**Task brief**. Starting with the line that contains "let inventory_df = loader::load_inventory(inventory_path)?;" and stopping after the line that contains "let mut workbook: Xlsx<_>", return each line below exactly as written, with no others.

**Saved data entries**.

++++

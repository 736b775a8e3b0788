use std::fmt;
use std::fs::File;
use std::path::Path;

use polars::prelude::*;

use crate::error::EnrichError;
use crate::loader;
use crate::normalize;
use crate::resolve::{self, MatchType};
use crate::schema::{crosswalk, inventory, match_type, output};
use crate::style::Style;

/// Per-MatchType record counts for one enrichment run.
#[derive(Debug, Clone, Copy, PartialEq, Eq)]
pub struct EnrichSummary {
    pub rows: usize,
    pub species_match: usize,
    pub genus_fallback: usize,
    pub unknown: usize,
}

impl EnrichSummary {
    fn from_matches(match_types: &[MatchType]) -> Self {
        let mut summary = EnrichSummary {
            rows: match_types.len(),
            species_match: 0,
            genus_fallback: 0,
            unknown: 0,
        };
        for mt in match_types {
            match mt {
                MatchType::SpeciesMatch => summary.species_match += 1,
                MatchType::GenusFallback => summary.genus_fallback += 1,
                MatchType::Unknown => summary.unknown += 1,
            }
        }
        summary
    }
}

impl fmt::Display for EnrichSummary {
    fn fmt(&self, f: &mut fmt::Formatter<'_>) -> fmt::Result {
        writeln!(f, "{}", output::MATCH_TYPE)?;
        writeln!(f, "{:<16} {}", match_type::SPECIES_MATCH, self.species_match)?;
        writeln!(f, "{:<16} {}", match_type::GENUS_FALLBACK, self.genus_fallback)?;
        writeln!(f, "{:<16} {}", match_type::UNKNOWN, self.unknown)
    }
}

/// Enrich an already-loaded inventory frame against a crosswalk frame.
///
/// Normalizes both frames in place (the normalized genus/species text is
/// what the output carries), resolves a base asset per row and appends the
/// three style path columns, the selected `FinalAsset` and `MatchType`.
///
/// The output frame has exactly one row per inventory row.
pub fn enrich_frames(
    mut inventory_df: DataFrame,
    mut crosswalk_df: DataFrame,
    style: Style,
) -> Result<(DataFrame, EnrichSummary), EnrichError> {
    normalize::normalize_column(&mut inventory_df, inventory::GENUS)?;
    normalize::normalize_column(&mut inventory_df, inventory::SPECIES)?;
    normalize::normalize_column(&mut crosswalk_df, crosswalk::GENUS)?;
    normalize::normalize_column(&mut crosswalk_df, crosswalk::SPECIES)?;

    let keys = normalize::join_keys(&inventory_df, inventory::GENUS, inventory::SPECIES)?;
    let resolved = resolve::resolve_assets(&inventory_df, &keys, &crosswalk_df)?;

    let final_assets: Vec<String> = resolved
        .base_files
        .iter()
        .map(|base| style.asset_path(base))
        .collect();

    for style_variant in [Style::LowPoly, Style::Realistic, Style::Schematic] {
        let paths: Vec<String> = resolved
            .base_files
            .iter()
            .map(|base| style_variant.asset_path(base))
            .collect();
        inventory_df.with_column(Column::new(style_variant.column().into(), paths))?;
    }

    inventory_df.with_column(Column::new(output::FINAL_ASSET.into(), final_assets))?;

    let match_col: Vec<&str> = resolved.match_types.iter().map(MatchType::as_str).collect();
    inventory_df.with_column(Column::new(output::MATCH_TYPE.into(), match_col))?;

    let summary = EnrichSummary::from_matches(&resolved.match_types);
    Ok((inventory_df, summary))
}

/// Write the enriched frame as CSV with a header row and no index column.
pub fn write_output(df: &mut DataFrame, path: impl AsRef<Path>) -> Result<(), EnrichError> {
    let file = File::create(path)?;
    CsvWriter::new(file).include_header(true).finish(df)?;
    Ok(())
}

/// One-shot file-to-file run: load both inputs, enrich, write the output.
///
/// Load and style errors are fatal; per-record resolution failures are not
/// (they degrade to the Unknown classification and are only visible in the
/// returned summary).
pub fn enrich_file(
    inventory_path: impl AsRef<Path>,
    crosswalk_path: impl AsRef<Path>,
    output_path: impl AsRef<Path>,
    style: Style,
) -> Result<EnrichSummary, EnrichError> {
    let inventory_df = loader::load_inventory(inventory_path)?;
    let crosswalk_df = loader::load_crosswalk(crosswalk_path)?;

    let (mut enriched, summary) = enrich_frames(inventory_df, crosswalk_df, style)?;
    write_output(&mut enriched, output_path)?;

    Ok(summary)
}

#[cfg(test)]
mod tests {
    use super::*;

    #[test]
    fn summary_counts_every_row_exactly_once() {
        let matches = [
            MatchType::SpeciesMatch,
            MatchType::SpeciesMatch,
            MatchType::GenusFallback,
            MatchType::Unknown,
        ];
        let summary = EnrichSummary::from_matches(&matches);
        assert_eq!(summary.rows, 4);
        assert_eq!(summary.species_match, 2);
        assert_eq!(summary.genus_fallback, 1);
        assert_eq!(summary.unknown, 1);
        assert_eq!(
            summary.rows,
            summary.species_match + summary.genus_fallback + summary.unknown
        );
    }

    #[test]
    fn summary_display_names_all_three_match_types() {
        let summary = EnrichSummary {
            rows: 3,
            species_match: 1,
            genus_fallback: 1,
            unknown: 1,
        };
        let text = summary.to_string();
        assert!(text.contains("Species match"));
        assert!(text.contains("Genus fallback"));
        assert!(text.contains("Unknown"));
    }
}
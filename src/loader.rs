use std::path::Path;

use calamine::{open_workbook, Data, Range, Reader, Xlsx};
use polars::prelude::*;

use crate::error::EnrichError;
use crate::schema::{crosswalk, inventory};

/// Load the inventory from the `Forestree` sheet of an Excel workbook.
///
/// Required columns: genus, species
/// All columns are loaded as strings; empty cells become nulls.
/// All other columns are preserved and passed through unchanged.
pub fn load_inventory(path: impl AsRef<Path>) -> Result<DataFrame, EnrichError> {
    let mut workbook: Xlsx<_> = open_workbook(path)?;
    let range = workbook.worksheet_range(inventory::SHEET_NAME)?;
    let df = range_to_dataframe(&range)?;
    require_columns(&df, &[inventory::GENUS, inventory::SPECIES])?;
    Ok(df)
}

/// Load the crosswalk CSV.
///
/// Required columns: Genus, Species, asset_file
/// All columns are loaded as strings.
pub fn load_crosswalk(path: impl AsRef<Path>) -> Result<DataFrame, EnrichError> {
    let df = read_csv_as_strings(path)?;
    require_columns(
        &df,
        &[crosswalk::GENUS, crosswalk::SPECIES, crosswalk::ASSET_FILE],
    )?;
    Ok(df)
}

/// Read a CSV file with all columns as String dtype.
/// Trims whitespace from column names.
pub fn read_csv_as_strings(path: impl AsRef<Path>) -> Result<DataFrame, EnrichError> {
    let mut df = CsvReadOptions::default()
        .with_has_header(true)
        .with_infer_schema_length(Some(0)) // all columns as String
        .try_into_reader_with_file_path(Some(path.as_ref().to_path_buf()))?
        .finish()?;

    let trimmed: Vec<String> = df
        .get_column_names_str()
        .iter()
        .map(|c| c.trim().to_string())
        .collect();
    df.set_column_names(trimmed.as_slice())?;

    Ok(df)
}

fn require_columns(df: &DataFrame, required: &[&str]) -> Result<(), EnrichError> {
    for &col_name in required {
        if df.column(col_name).is_err() {
            return Err(EnrichError::MissingColumn(col_name.to_string()));
        }
    }
    Ok(())
}

/// Convert a rectangular calamine cell range to a DataFrame.
///
/// The first row supplies (trimmed) column names; every data cell becomes
/// an optional string so that downstream handling matches the CSV loader.
fn range_to_dataframe(range: &Range<Data>) -> Result<DataFrame, EnrichError> {
    let mut rows = range.rows();
    let header = rows.next().ok_or_else(|| {
        EnrichError::InvalidData(format!("sheet '{}' is empty", inventory::SHEET_NAME))
    })?;

    let names: Vec<String> = header
        .iter()
        .map(|cell| cell_to_string(cell).unwrap_or_default().trim().to_string())
        .collect();

    let mut values: Vec<Vec<Option<String>>> = vec![Vec::new(); names.len()];
    for row in rows {
        for (i, column) in values.iter_mut().enumerate() {
            column.push(row.get(i).and_then(cell_to_string));
        }
    }

    let columns: Vec<Column> = names
        .iter()
        .zip(values)
        .map(|(name, vals)| Column::new(name.as_str().into(), vals))
        .collect();

    Ok(DataFrame::new(columns)?)
}

/// Render a spreadsheet cell as text, or None for an empty cell.
///
/// Whole-number floats are rendered without the trailing `.0` so that
/// numeric pass-through columns read back the way they were typed.
/// Datetime cells become ISO text; the raw Excel serial is only the
/// fallback for values outside the representable range.
fn cell_to_string(cell: &Data) -> Option<String> {
    match cell {
        Data::Empty => None,
        Data::String(s) => Some(s.clone()),
        Data::Int(i) => Some(i.to_string()),
        Data::Float(f) => {
            if f.is_finite() && f.fract() == 0.0 && f.abs() < 9.0e15 {
                Some(format!("{}", *f as i64))
            } else {
                Some(f.to_string())
            }
        }
        Data::Bool(b) => Some(b.to_string()),
        Data::DateTime(dt) => Some(
            dt.as_datetime()
                .map(|d| d.to_string())
                .unwrap_or_else(|| dt.as_f64().to_string()),
        ),
        Data::DateTimeIso(s) | Data::DurationIso(s) => Some(s.clone()),
        Data::Error(e) => Some(format!("{e:?}")),
    }
}
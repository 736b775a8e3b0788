use std::str::FromStr;

use crate::error::EnrichError;
use crate::schema::{asset_paths, output};

/// Rendering-fidelity variant. Only affects the path prefix, never the
/// chosen filename.
#[derive(Debug, Clone, Copy, PartialEq, Eq, Default)]
pub enum Style {
    #[default]
    LowPoly,
    Realistic,
    Schematic,
}

impl Style {
    pub fn prefix(&self) -> &'static str {
        match self {
            Style::LowPoly => asset_paths::LOW_POLY,
            Style::Realistic => asset_paths::REALISTIC,
            Style::Schematic => asset_paths::SCHEMATIC,
        }
    }

    /// Output column holding this style's path.
    pub fn column(&self) -> &'static str {
        match self {
            Style::LowPoly => output::FINAL_ASSET_LOW_POLY,
            Style::Realistic => output::FINAL_ASSET_REALISTIC,
            Style::Schematic => output::FINAL_ASSET_SCHEMATIC,
        }
    }

    pub fn asset_path(&self, base_file: &str) -> String {
        format!("{}{}", self.prefix(), base_file)
    }
}

impl FromStr for Style {
    type Err = EnrichError;

    fn from_str(s: &str) -> Result<Self, Self::Err> {
        match s {
            "LowPoly" => Ok(Style::LowPoly),
            "Realistic" => Ok(Style::Realistic),
            "Schematic" => Ok(Style::Schematic),
            other => Err(EnrichError::UnknownStyle(other.to_string())),
        }
    }
}

#[cfg(test)]
mod tests {
    use super::*;

    #[test]
    fn default_style_is_low_poly() {
        assert_eq!(Style::default(), Style::LowPoly);
    }

    #[test]
    fn asset_paths_use_the_fixed_prefixes() {
        assert_eq!(
            Style::LowPoly.asset_path("oak.glb"),
            "assets/Trees/LowPoly/oak.glb"
        );
        assert_eq!(
            Style::Realistic.asset_path("oak.glb"),
            "assets/Trees/Realistic/oak.glb"
        );
        assert_eq!(
            Style::Schematic.asset_path("Unknown.glb"),
            "assets/Trees/Schematic/Unknown.glb"
        );
    }

    #[test]
    fn parses_exactly_the_three_variants() {
        assert_eq!("LowPoly".parse::<Style>().unwrap(), Style::LowPoly);
        assert_eq!("Realistic".parse::<Style>().unwrap(), Style::Realistic);
        assert_eq!("Schematic".parse::<Style>().unwrap(), Style::Schematic);
    }

    #[test]
    fn unrecognized_style_fails_fast() {
        let err = "lowpoly".parse::<Style>().unwrap_err();
        assert!(matches!(err, EnrichError::UnknownStyle(s) if s == "lowpoly"));
    }
}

++++

**Result**.
    let inventory_df = loader::load_inventory(inventory_path)?;
    let crosswalk_df = loader::load_crosswalk(crosswalk_path)?;

    let (mut enriched, summary) = enrich_frames(inventory_df, crosswalk_df, style)?;
    write_output(&mut enriched, output_path)?;

    Ok(summary)
}

#[cfg(test)]
mod tests {
    use super::*;

    #[test]
    fn summary_counts_every_row_exactly_once() {
        let matches = [
            MatchType::SpeciesMatch,
            MatchType::SpeciesMatch,
            MatchType::GenusFallback,
            MatchType::Unknown,
        ];
        let summary = EnrichSummary::from_matches(&matches);
        assert_eq!(summary.rows, 4);
        assert_eq!(summary.species_match, 2);
        assert_eq!(summary.genus_fallback, 1);
        assert_eq!(summary.unknown, 1);
        assert_eq!(
            summary.rows,
            summary.species_match + summary.genus_fallback + summary.unknown
        );
    }

    #[test]
    fn summary_display_names_all_three_match_types() {
        let summary = EnrichSummary {
            rows: 3,
            species_match: 1,
            genus_fallback: 1,
            unknown: 1,
        };
        let text = summary.to_string();
        assert!(text.contains("Species match"));
        assert!(text.contains("Genus fallback"));
        assert!(text.contains("Unknown"));
    }
}
filename src/loader.rs
use std::path::Path;

use calamine::{open_workbook, Data, Range, Reader, Xlsx};
use polars::prelude::*;

use crate::error::EnrichError;
use crate::schema::{crosswalk, inventory};

/// Load the inventory from the `Forestree` sheet of an Excel workbook.
///
/// Required columns: genus, species
/// All columns are loaded as strings; empty cells become nulls.
/// All other columns are preserved and passed through unchanged.
pub fn load_inventory(path: impl AsRef<Path>) -> Result<DataFrame, EnrichError> {
    let mut workbook: Xlsx<_> = open_workbook(path)?;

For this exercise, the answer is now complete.